**What you are asked to do**.
Each line that contains the word "statistics" is to be copied from the records below.

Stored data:
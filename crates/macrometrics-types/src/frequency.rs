//! Observation frequency definitions.

use serde::{Deserialize, Serialize};
use std::str::FromStr;

/// Unit in which the spacing of an observation index is measured.
#[derive(Debug, Clone, Copy, PartialEq, Eq, Hash, Serialize, Deserialize)]
#[serde(rename_all = "lowercase")]
pub enum Frequency {
    /// One second.
    Second,
    /// One minute.
    Minute,
    /// One hour.
    Hour,
    /// One calendar day.
    Day,
    /// Seven days.
    Week,
    /// One calendar month.
    Month,
    /// Three calendar months.
    Quarter,
    /// Twelve calendar months.
    Year,
}

impl Frequency {
    /// Returns the fixed length in seconds, or None for calendar frequencies.
    #[must_use]
    pub const fn seconds(&self) -> Option<u64> {
        match self {
            Self::Second => Some(1),
            Self::Minute => Some(60),
            Self::Hour => Some(3600),
            Self::Day => Some(86_400),
            Self::Week => Some(604_800),
            Self::Month | Self::Quarter | Self::Year => None,
        }
    }

    /// Returns the length in calendar months, or None for clock frequencies.
    #[must_use]
    pub const fn months(&self) -> Option<u32> {
        match self {
            Self::Month => Some(1),
            Self::Quarter => Some(3),
            Self::Year => Some(12),
            _ => None,
        }
    }

    /// Returns true if the length depends on the calendar.
    #[must_use]
    pub const fn is_calendar(&self) -> bool {
        self.months().is_some()
    }

    /// Returns the frequency as a string identifier.
    #[must_use]
    pub const fn as_str(&self) -> &'static str {
        match self {
            Self::Second => "second",
            Self::Minute => "minute",
            Self::Hour => "hour",
            Self::Day => "day",
            Self::Week => "week",
            Self::Month => "month",
            Self::Quarter => "quarter",
            Self::Year => "year",
        }
    }

    /// Returns all available frequencies.
    #[must_use]
    pub const fn all() -> &'static [Self] {
        &[
            Self::Second,
            Self::Minute,
            Self::Hour,
            Self::Day,
            Self::Week,
            Self::Month,
            Self::Quarter,
            Self::Year,
        ]
    }
}

impl std::fmt::Display for Frequency {
    fn fmt(&self, f: &mut std::fmt::Formatter<'_>) -> std::fmt::Result {
        write!(f, "{}", self.as_str())
    }
}

impl FromStr for Frequency {
    type Err = FrequencyParseError;

    fn from_str(s: &str) -> Result<Self, Self::Err> {
        match s.to_lowercase().as_str() {
            "s" | "second" | "secondly" => Ok(Self::Second),
            "min" | "minute" | "minutely" => Ok(Self::Minute),
            "h" | "hour" | "hourly" => Ok(Self::Hour),
            "d" | "day" | "daily" => Ok(Self::Day),
            "w" | "week" | "weekly" => Ok(Self::Week),
            "m" | "month" | "monthly" => Ok(Self::Month),
            "q" | "quarter" | "quarterly" => Ok(Self::Quarter),
            "y" | "a" | "year" | "yearly" | "annual" => Ok(Self::Year),
            _ => Err(FrequencyParseError(s.to_string())),
        }
    }
}

/// Error returned when parsing an invalid frequency string.
#[derive(Debug, Clone, PartialEq, Eq)]
pub struct FrequencyParseError(String);

impl std::fmt::Display for FrequencyParseError {
    fn fmt(&self, f: &mut std::fmt::Formatter<'_>) -> std::fmt::Result {
        write!(
            f,
            "invalid frequency '{}', expected one of: second, minute, hour, day, week, month, quarter, year",
            self.0
        )
    }
}

impl std::error::Error for FrequencyParseError {}
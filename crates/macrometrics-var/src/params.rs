//! Parameters of one realization of a VAR model.

use macrometrics_estimated::{Estimated, SampleIndex};
use macrometrics_types::{MacroError, Result};
use ndarray::{Array1, Array2, ArrayView1, Dimension, Ix1, Ix2};

/// Concrete parameter arrays for a single draw (or the point estimate).
#[derive(Debug, Clone, PartialEq)]
pub struct VarParameters {
    /// Intercept, length `n`.
    pub b0: Array1<f64>,
    /// Lag coefficients, `n × n·p`.
    pub b: Array2<f64>,
    /// Disturbance covariance, `n × n`.
    pub sigma: Array2<f64>,
}

impl VarParameters {
    /// Number of variables.
    #[must_use]
    pub fn n(&self) -> usize {
        self.b0.len()
    }

    /// Evaluates `y_t = b0 + B·ỹ_{t-1} + ε_t`.
    ///
    /// `lags` is the stacked history `[y_{t-1}, …, y_{t-p}]`.
    ///
    /// # Errors
    ///
    /// Returns [`MacroError::DimensionMismatch`] if `lags` does not have
    /// length `n·p` or `eps` does not have length `n`.
    pub fn step(&self, lags: ArrayView1<'_, f64>, eps: ArrayView1<'_, f64>) -> Result<Array1<f64>> {
        if lags.len() != self.b.ncols() {
            return Err(MacroError::dimension("lagged state", self.b.ncols(), lags.len()));
        }
        if eps.len() != self.n() {
            return Err(MacroError::dimension("disturbance", self.n(), eps.len()));
        }
        Ok(&self.b0 + &self.b.dot(&lags) + &eps)
    }

    /// Deterministic part of the step, `b0 + B·ỹ_{t-1}`.
    ///
    /// # Errors
    ///
    /// Returns [`MacroError::DimensionMismatch`] if `lags` has the wrong length.
    pub fn predict(&self, lags: ArrayView1<'_, f64>) -> Result<Array1<f64>> {
        self.step(lags, Array1::zeros(self.n()).view())
    }

    pub(crate) fn realize<M>(
        b: &Estimated<M>,
        b0: &Estimated<M>,
        sigma: &Estimated<M>,
        index: SampleIndex,
    ) -> Result<Self> {
        Ok(Self {
            b0: realized::<M, Ix1>("b0", b0, index)?,
            b: realized::<M, Ix2>("B", b, index)?,
            sigma: realized::<M, Ix2>("Sigma", sigma, index)?,
        })
    }
}

fn realized<M, D: Dimension>(
    context: &'static str,
    quantity: &Estimated<M>,
    index: SampleIndex,
) -> Result<ndarray::Array<f64, D>> {
    quantity
        .sample(index)?
        .into_dimensionality::<D>()
        .map(|view| view.to_owned())
        .map_err(|_| MacroError::dimension(context, D::NDIM.unwrap_or(0), quantity.param_shape().len()))
}

#[cfg(test)]
mod tests {
    use super::*;
    use approx::assert_relative_eq;
    use ndarray::array;

    fn params() -> VarParameters {
        VarParameters {
            b0: array![1.0, -1.0],
            b: array![[0.5, 0.1], [0.2, 0.3]],
            sigma: Array2::eye(2),
        }
    }

    #[test]
    fn test_step() {
        let y = params()
            .step(array![2.0, 4.0].view(), array![0.1, 0.0].view())
            .unwrap();
        assert_relative_eq!(y[0], 1.0 + 1.0 + 0.4 + 0.1);
        assert_relative_eq!(y[1], -1.0 + 0.4 + 1.2);
    }

    #[test]
    fn test_predict_matches_zero_shock() {
        let p = params();
        let lags = array![1.0, 1.0];
        assert_eq!(
            p.predict(lags.view()).unwrap(),
            p.step(lags.view(), array![0.0, 0.0].view()).unwrap()
        );
    }

    #[test]
    fn test_step_rejects_bad_lengths() {
        let p = params();
        assert!(matches!(
            p.step(array![1.0].view(), array![0.0, 0.0].view()),
            Err(MacroError::DimensionMismatch { context: "lagged state", .. })
        ));
        assert!(matches!(
            p.step(array![1.0, 1.0].view(), array![0.0].view()),
            Err(MacroError::DimensionMismatch { context: "disturbance", .. })
        ));
    }

    #[test]
    fn test_zero_lag_order() {
        let p = VarParameters {
            b0: array![3.0],
            b: Array2::zeros((1, 0)),
            sigma: Array2::eye(1),
        };
        let y = p.step(Array1::zeros(0).view(), array![0.5].view()).unwrap();
        assert_eq!(y, array![3.5]);
    }

    #[test]
    fn test_realize_picks_draw() {
        let b: Estimated = Estimated::fixed(Array2::<f64>::eye(1));
        let b0 = Estimated::bayesian(array![[1.0, 2.0, 3.0]], ()).unwrap();
        let sigma = Estimated::fixed(Array2::<f64>::eye(1));

        let p = VarParameters::realize(&b, &b0, &sigma, SampleIndex::draw(2)).unwrap();
        assert_eq!(p.b0, array![3.0]);
        assert_eq!(p.b, Array2::<f64>::eye(1));
        assert!(VarParameters::realize(&b, &b0, &sigma, SampleIndex::draw(3)).is_err());
    }
}
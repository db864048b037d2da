//! Elementwise summaries over posterior draws.

use macrometrics_types::{MacroError, Result};
use ndarray::{Array2, ArrayD, Axis, IxDyn};

use crate::Estimated;

/// Elementwise summary of a quantity across all of its realizations.
///
/// Every array has the quantity's parameter shape.
#[derive(Debug, Clone, PartialEq)]
pub struct PosteriorSummary {
    /// Mean over draws (the value itself for point quantities).
    pub mean: ArrayD<f64>,
    /// Sample standard deviation over draws; zero for a single realization.
    pub std_dev: ArrayD<f64>,
    /// Requested quantile levels paired with their elementwise quantiles.
    pub quantiles: Vec<(f64, ArrayD<f64>)>,
}

impl PosteriorSummary {
    /// Returns the quantile array for `level`, if it was requested.
    #[must_use]
    pub fn quantile(&self, level: f64) -> Option<&ArrayD<f64>> {
        self.quantiles
            .iter()
            .find(|(q, _)| (q - level).abs() < f64::EPSILON)
            .map(|(_, values)| values)
    }
}

impl<M> Estimated<M> {
    /// Best single value: the point estimate, or the posterior mean.
    ///
    /// # Errors
    ///
    /// Returns [`MacroError::DimensionMismatch`] if the draws cannot be laid
    /// out by parameter element, or there are none to average.
    pub fn point_estimate(&self) -> Result<ArrayD<f64>> {
        match self {
            Self::Bayesian(_) => {
                let (draws, shape) = self.draw_matrix()?;
                let means = draws
                    .mean_axis(Axis(1))
                    .ok_or_else(|| MacroError::dimension("posterior draws", "at least one draw", 0))?;
                reshape(means.to_vec(), &shape)
            }
            _ => Ok(self.value().clone()),
        }
    }

    /// Summarizes the quantity elementwise over all draws and chains.
    ///
    /// Quantiles use linear interpolation between order statistics.
    ///
    /// # Errors
    ///
    /// Returns [`MacroError::InvalidArgument`] if a level is outside `[0, 1]`.
    pub fn summarize(&self, levels: &[f64]) -> Result<PosteriorSummary> {
        if let Some(bad) = levels.iter().find(|q| !(0.0..=1.0).contains(*q)) {
            return Err(MacroError::InvalidArgument(format!(
                "quantile level must lie in [0, 1], got {bad}"
            )));
        }

        let (draws, shape) = self.draw_matrix()?;
        let mut means = Vec::with_capacity(draws.nrows());
        let mut std_devs = Vec::with_capacity(draws.nrows());
        let mut quantiles = vec![Vec::with_capacity(draws.nrows()); levels.len()];

        let mut sorted = Vec::with_capacity(draws.ncols());
        for row in draws.rows() {
            sorted.clear();
            sorted.extend(row.iter().copied());
            let m = sorted.iter().sum::<f64>() / sorted.len() as f64;
            means.push(m);
            std_devs.push(std_dev(&sorted, m));

            sorted.sort_by(f64::total_cmp);
            for (values, &level) in quantiles.iter_mut().zip(levels) {
                values.push(quantile_sorted(&sorted, level));
            }
        }

        Ok(PosteriorSummary {
            mean: reshape(means, &shape)?,
            std_dev: reshape(std_devs, &shape)?,
            quantiles: levels
                .iter()
                .zip(quantiles)
                .map(|(&level, values)| Ok((level, reshape(values, &shape)?)))
                .collect::<Result<_>>()?,
        })
    }

    /// Realizations as a `(parameter elements, samples)` matrix plus the
    /// parameter shape.
    fn draw_matrix(&self) -> Result<(Array2<f64>, Vec<usize>)> {
        let shape = self.param_shape().to_vec();
        let elements: usize = shape.iter().product();
        let samples = self.num_samples();
        // Sample axes trail, so logical order yields one element's draws per row.
        let flat: Vec<f64> = self.value().iter().copied().collect();
        let draws = Array2::from_shape_vec((elements, samples), flat)
            .map_err(|_| MacroError::shape("posterior draws", &[elements, samples], self.shape()))?;
        Ok((draws, shape))
    }
}

fn std_dev(values: &[f64], mean: f64) -> f64 {
    if values.len() < 2 {
        return 0.0;
    }
    let ss: f64 = values.iter().map(|x| (x - mean).powi(2)).sum();
    (ss / (values.len() - 1) as f64).sqrt()
}

fn quantile_sorted(sorted: &[f64], level: f64) -> f64 {
    match sorted.len() {
        0 => f64::NAN,
        1 => sorted[0],
        n => {
            let h = (n - 1) as f64 * level;
            let lo = h.floor() as usize;
            let hi = h.ceil() as usize;
            sorted[lo] + (h - lo as f64) * (sorted[hi] - sorted[lo])
        }
    }
}

fn reshape(values: Vec<f64>, shape: &[usize]) -> Result<ArrayD<f64>> {
    let len = values.len();
    ArrayD::from_shape_vec(IxDyn(shape), values)
        .map_err(|_| MacroError::shape("posterior summary", shape, &[len]))
}
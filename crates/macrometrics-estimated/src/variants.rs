//! The three kinds of estimated quantity.

use macrometrics_types::{MacroError, Result};
use ndarray::{Array, ArrayD, ArrayViewD, ArrayViewMutD, Axis, Dimension};

use crate::{SampleIndex, SampleLayout};

/// A quantity pinned to a known value.
///
/// No longer estimated in the statistical sense, but usable anywhere an
/// estimated quantity is expected. Carries no metadata.
#[derive(Debug, Clone, PartialEq)]
pub struct FixedEstimated {
    value: ArrayD<f64>,
}

impl FixedEstimated {
    /// Creates a fixed quantity.
    #[must_use]
    pub fn new<D: Dimension>(value: Array<f64, D>) -> Self {
        Self {
            value: value.into_dyn(),
        }
    }

    /// Returns the value.
    #[must_use]
    pub const fn value(&self) -> &ArrayD<f64> {
        &self.value
    }
}

impl<D: Dimension> From<Array<f64, D>> for FixedEstimated {
    fn from(value: Array<f64, D>) -> Self {
        Self::new(value)
    }
}

/// A point estimate with optional estimator-specific metadata.
///
/// What the metadata holds (standard errors, a covariance matrix, fit
/// statistics) is up to the estimator that produced the quantity.
#[derive(Debug, Clone, PartialEq)]
pub struct FrequentistEstimated<M = ()> {
    value: ArrayD<f64>,
    metadata: Option<M>,
}

impl<M> FrequentistEstimated<M> {
    /// Creates a point estimate without metadata.
    #[must_use]
    pub fn new<D: Dimension>(value: Array<f64, D>) -> Self {
        Self {
            value: value.into_dyn(),
            metadata: None,
        }
    }

    /// Creates a point estimate with metadata attached.
    #[must_use]
    pub fn with_metadata<D: Dimension>(value: Array<f64, D>, metadata: M) -> Self {
        Self {
            value: value.into_dyn(),
            metadata: Some(metadata),
        }
    }

    /// Returns the point estimate.
    #[must_use]
    pub const fn value(&self) -> &ArrayD<f64> {
        &self.value
    }

    /// Returns the metadata, if any.
    #[must_use]
    pub const fn metadata(&self) -> Option<&M> {
        self.metadata.as_ref()
    }

    pub(crate) const fn from_parts(value: ArrayD<f64>, metadata: Option<M>) -> Self {
        Self { value, metadata }
    }

    pub(crate) fn into_parts(self) -> (ArrayD<f64>, Option<M>) {
        (self.value, self.metadata)
    }
}

/// A quantity represented by posterior draws.
///
/// The value holds the parameter axes first, then a draw axis, then a chain
/// axis when several chains were stacked. Instances are always complete;
/// use [`ChainStacker`](crate::ChainStacker) to assemble chains run in
/// parallel.
#[derive(Debug, Clone, PartialEq)]
pub struct BayesianEstimated<M = ()> {
    value: ArrayD<f64>,
    layout: SampleLayout,
    metadata: Option<M>,
}

impl<M> BayesianEstimated<M> {
    /// Creates a single-chain quantity whose trailing axis indexes draws.
    ///
    /// # Errors
    ///
    /// Returns [`MacroError::DimensionMismatch`] if `value` has no axes or
    /// no draws.
    pub fn new<D: Dimension>(value: Array<f64, D>, metadata: M) -> Result<Self> {
        let value = value.into_dyn();
        let draws = value.shape().last().copied().unwrap_or(0);
        Self::with_layout(value, SampleLayout::flat(draws), Some(metadata))
    }

    /// Creates a quantity with explicit sample axes.
    ///
    /// # Errors
    ///
    /// Returns [`MacroError::DimensionMismatch`] if the trailing axes of
    /// `value` do not match `layout`, or if the layout is empty.
    pub fn with_layout<D: Dimension>(
        value: Array<f64, D>,
        layout: SampleLayout,
        metadata: Option<M>,
    ) -> Result<Self> {
        let value = value.into_dyn();
        let dims = layout.dims();
        if layout.num_samples() == 0 {
            return Err(MacroError::dimension(
                "posterior draws",
                "at least one draw",
                layout,
            ));
        }
        if value.ndim() < dims.len() || value.shape()[value.ndim() - dims.len()..] != dims[..] {
            return Err(MacroError::shape("sample axes", &dims, value.shape()));
        }
        Ok(Self {
            value,
            layout,
            metadata,
        })
    }

    /// Returns the full draw array.
    #[must_use]
    pub const fn value(&self) -> &ArrayD<f64> {
        &self.value
    }

    /// Returns the metadata, if any.
    #[must_use]
    pub const fn metadata(&self) -> Option<&M> {
        self.metadata.as_ref()
    }

    /// Returns the sample axes.
    #[must_use]
    pub const fn layout(&self) -> SampleLayout {
        self.layout
    }

    /// Shape of a single draw.
    #[must_use]
    pub fn param_shape(&self) -> &[usize] {
        &self.value.shape()[..self.value.ndim() - self.layout.axes()]
    }

    /// Returns one draw, or None if `index` is out of range.
    #[must_use]
    pub fn sample(&self, index: SampleIndex) -> Option<ArrayViewD<'_, f64>> {
        self.layout.flat_index(index)?;
        Some(sample_view(self.value.view(), self.layout, index))
    }

    pub(crate) fn from_parts(value: ArrayD<f64>, layout: SampleLayout, metadata: Option<M>) -> Self {
        Self {
            value,
            layout,
            metadata,
        }
    }

    pub(crate) fn into_parts(self) -> (ArrayD<f64>, SampleLayout, Option<M>) {
        (self.value, self.layout, self.metadata)
    }
}

/// Slices one draw out of a full sample array. `index` must be in range.
pub(crate) fn sample_view(
    value: ArrayViewD<'_, f64>,
    layout: SampleLayout,
    index: SampleIndex,
) -> ArrayViewD<'_, f64> {
    let last = value.ndim() - 1;
    if layout.is_chained() {
        value
            .index_axis_move(Axis(last), index.chain)
            .index_axis_move(Axis(last - 1), index.draw)
    } else {
        value.index_axis_move(Axis(last), index.draw)
    }
}

/// Mutable counterpart of [`sample_view`].
pub(crate) fn sample_view_mut(
    value: ArrayViewMutD<'_, f64>,
    layout: SampleLayout,
    index: SampleIndex,
) -> ArrayViewMutD<'_, f64> {
    let last = value.ndim() - 1;
    if layout.is_chained() {
        value
            .index_axis_move(Axis(last), index.chain)
            .index_axis_move(Axis(last - 1), index.draw)
    } else {
        value.index_axis_move(Axis(last), index.draw)
    }
}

**Answer to the exercise**.
    /// Quantiles use linear interpolation between order statistics.
/// statistics) is up to the estimator that produced the quantity.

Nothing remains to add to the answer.